- _Data records_:
....
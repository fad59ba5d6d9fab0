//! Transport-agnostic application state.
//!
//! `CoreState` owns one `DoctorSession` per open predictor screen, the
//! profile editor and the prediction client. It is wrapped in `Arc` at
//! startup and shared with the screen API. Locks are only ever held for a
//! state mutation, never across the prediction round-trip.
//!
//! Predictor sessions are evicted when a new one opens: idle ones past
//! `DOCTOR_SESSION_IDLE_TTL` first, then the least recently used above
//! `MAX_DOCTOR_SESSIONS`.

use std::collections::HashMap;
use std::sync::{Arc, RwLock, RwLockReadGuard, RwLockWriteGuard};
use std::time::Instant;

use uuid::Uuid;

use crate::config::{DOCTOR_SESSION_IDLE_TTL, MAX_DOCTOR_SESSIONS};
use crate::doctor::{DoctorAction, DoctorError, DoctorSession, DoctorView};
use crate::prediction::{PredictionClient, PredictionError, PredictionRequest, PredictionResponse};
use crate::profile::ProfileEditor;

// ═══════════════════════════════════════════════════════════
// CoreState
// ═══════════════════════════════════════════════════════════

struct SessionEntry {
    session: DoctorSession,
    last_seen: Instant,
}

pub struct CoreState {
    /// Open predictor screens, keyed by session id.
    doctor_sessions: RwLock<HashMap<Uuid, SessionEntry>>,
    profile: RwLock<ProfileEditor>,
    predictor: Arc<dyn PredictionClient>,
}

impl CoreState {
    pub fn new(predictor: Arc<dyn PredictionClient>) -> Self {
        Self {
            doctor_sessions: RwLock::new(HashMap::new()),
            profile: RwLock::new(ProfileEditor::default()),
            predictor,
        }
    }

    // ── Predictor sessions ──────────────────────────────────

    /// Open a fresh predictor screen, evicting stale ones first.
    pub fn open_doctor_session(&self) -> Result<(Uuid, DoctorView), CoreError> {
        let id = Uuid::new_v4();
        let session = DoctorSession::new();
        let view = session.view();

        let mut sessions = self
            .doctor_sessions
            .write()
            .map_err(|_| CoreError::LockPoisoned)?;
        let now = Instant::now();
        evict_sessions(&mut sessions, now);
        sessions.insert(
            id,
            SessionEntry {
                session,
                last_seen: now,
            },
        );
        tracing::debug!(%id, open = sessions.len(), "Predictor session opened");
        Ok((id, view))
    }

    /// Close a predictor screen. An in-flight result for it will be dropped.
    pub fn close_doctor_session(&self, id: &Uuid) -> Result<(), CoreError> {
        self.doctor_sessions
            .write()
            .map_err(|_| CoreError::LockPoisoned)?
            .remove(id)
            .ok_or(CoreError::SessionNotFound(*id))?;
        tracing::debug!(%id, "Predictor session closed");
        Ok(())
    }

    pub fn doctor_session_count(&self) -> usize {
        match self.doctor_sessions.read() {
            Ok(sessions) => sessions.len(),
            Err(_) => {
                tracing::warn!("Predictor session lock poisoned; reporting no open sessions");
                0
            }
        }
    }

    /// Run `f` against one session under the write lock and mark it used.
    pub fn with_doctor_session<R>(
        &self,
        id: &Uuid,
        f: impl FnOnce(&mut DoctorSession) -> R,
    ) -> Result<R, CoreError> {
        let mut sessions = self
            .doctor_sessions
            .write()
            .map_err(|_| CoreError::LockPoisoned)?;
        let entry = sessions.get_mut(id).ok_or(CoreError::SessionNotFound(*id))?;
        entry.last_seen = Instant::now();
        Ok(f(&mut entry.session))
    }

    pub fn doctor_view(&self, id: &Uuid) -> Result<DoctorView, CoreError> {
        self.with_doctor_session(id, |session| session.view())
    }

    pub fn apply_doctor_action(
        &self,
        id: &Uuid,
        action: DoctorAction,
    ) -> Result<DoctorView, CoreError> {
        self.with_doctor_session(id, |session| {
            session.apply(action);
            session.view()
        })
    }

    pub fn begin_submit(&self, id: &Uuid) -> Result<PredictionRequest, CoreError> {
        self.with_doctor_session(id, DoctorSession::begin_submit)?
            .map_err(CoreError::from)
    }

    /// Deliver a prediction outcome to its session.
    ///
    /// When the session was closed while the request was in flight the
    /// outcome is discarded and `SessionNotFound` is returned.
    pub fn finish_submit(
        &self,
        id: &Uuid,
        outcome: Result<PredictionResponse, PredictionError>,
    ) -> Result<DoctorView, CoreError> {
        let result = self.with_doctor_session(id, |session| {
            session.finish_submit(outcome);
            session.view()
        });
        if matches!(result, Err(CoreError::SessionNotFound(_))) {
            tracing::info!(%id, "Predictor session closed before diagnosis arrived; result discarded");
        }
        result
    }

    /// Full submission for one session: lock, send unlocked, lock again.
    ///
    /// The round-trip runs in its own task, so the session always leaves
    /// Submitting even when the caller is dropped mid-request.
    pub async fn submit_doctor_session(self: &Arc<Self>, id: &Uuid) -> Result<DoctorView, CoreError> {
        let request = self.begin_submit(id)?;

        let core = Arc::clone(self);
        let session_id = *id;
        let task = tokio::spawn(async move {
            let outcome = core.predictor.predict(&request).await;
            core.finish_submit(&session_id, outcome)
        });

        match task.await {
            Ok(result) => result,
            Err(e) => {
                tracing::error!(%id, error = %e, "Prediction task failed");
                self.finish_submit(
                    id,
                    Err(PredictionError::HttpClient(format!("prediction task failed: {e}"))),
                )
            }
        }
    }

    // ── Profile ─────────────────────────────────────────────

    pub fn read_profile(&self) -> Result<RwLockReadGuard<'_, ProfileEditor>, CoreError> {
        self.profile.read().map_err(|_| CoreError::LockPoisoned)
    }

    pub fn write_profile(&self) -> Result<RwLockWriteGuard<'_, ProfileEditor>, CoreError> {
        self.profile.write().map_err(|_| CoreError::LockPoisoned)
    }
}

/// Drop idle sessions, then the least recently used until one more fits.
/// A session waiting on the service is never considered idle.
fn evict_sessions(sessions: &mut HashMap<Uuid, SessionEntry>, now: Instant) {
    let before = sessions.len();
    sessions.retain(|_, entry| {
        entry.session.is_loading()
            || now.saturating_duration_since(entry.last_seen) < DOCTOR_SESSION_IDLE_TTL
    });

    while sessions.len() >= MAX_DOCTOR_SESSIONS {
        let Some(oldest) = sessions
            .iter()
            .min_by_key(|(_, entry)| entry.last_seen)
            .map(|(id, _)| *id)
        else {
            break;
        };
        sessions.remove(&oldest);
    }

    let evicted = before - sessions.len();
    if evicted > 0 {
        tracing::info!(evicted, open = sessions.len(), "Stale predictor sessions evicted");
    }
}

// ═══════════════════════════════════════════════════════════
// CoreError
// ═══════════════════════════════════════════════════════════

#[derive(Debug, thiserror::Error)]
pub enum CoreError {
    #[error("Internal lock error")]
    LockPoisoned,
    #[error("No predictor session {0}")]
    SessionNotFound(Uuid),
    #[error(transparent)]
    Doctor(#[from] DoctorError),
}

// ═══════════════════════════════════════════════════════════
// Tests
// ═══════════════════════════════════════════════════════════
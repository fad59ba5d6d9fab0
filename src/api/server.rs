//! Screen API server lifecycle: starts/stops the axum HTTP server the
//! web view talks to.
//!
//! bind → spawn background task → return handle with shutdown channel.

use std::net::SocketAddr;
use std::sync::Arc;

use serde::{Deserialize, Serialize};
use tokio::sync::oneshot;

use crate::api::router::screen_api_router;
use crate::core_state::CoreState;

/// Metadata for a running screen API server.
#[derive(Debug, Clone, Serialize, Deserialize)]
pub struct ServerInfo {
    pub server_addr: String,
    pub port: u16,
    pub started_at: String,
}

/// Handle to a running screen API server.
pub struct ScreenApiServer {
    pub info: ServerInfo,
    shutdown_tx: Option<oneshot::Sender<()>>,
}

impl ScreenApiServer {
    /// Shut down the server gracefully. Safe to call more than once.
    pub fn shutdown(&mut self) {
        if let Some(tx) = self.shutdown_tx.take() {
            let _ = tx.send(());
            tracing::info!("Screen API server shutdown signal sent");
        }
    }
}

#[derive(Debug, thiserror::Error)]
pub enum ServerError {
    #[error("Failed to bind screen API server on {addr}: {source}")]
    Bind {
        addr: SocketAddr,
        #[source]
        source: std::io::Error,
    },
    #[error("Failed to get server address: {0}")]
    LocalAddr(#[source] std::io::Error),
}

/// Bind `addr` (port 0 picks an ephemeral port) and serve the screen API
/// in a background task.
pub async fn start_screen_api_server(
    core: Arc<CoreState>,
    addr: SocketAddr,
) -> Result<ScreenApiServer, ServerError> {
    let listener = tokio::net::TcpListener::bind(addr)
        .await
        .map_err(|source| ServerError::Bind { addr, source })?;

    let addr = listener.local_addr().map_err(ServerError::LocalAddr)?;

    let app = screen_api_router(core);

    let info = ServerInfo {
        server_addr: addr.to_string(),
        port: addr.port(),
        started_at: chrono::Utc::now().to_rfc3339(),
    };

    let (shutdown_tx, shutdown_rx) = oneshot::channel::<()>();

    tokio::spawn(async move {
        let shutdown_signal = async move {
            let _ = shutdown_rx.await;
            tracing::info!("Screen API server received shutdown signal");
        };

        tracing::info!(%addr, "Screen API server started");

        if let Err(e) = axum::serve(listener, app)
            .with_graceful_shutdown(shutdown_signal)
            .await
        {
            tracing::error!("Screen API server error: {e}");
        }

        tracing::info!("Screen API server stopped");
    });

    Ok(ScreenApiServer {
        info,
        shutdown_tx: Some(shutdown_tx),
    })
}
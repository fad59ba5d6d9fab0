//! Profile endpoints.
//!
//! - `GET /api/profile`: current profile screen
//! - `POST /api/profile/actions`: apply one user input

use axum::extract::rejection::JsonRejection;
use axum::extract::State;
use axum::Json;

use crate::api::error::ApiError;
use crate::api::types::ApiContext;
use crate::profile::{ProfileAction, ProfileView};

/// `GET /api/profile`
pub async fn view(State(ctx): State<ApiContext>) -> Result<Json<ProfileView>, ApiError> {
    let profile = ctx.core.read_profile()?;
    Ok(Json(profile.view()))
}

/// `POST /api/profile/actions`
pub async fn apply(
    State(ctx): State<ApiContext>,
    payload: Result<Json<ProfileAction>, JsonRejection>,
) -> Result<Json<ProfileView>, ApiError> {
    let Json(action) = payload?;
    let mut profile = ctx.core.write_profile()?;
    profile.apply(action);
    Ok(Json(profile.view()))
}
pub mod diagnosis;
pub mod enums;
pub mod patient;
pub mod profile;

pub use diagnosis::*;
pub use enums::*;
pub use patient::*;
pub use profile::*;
....
- _Problem statement_: Every line with "oldest" in it should be copied from the entries above.

- _Answer below_:
        let Some(oldest) = sessions
        sessions.remove(&oldest);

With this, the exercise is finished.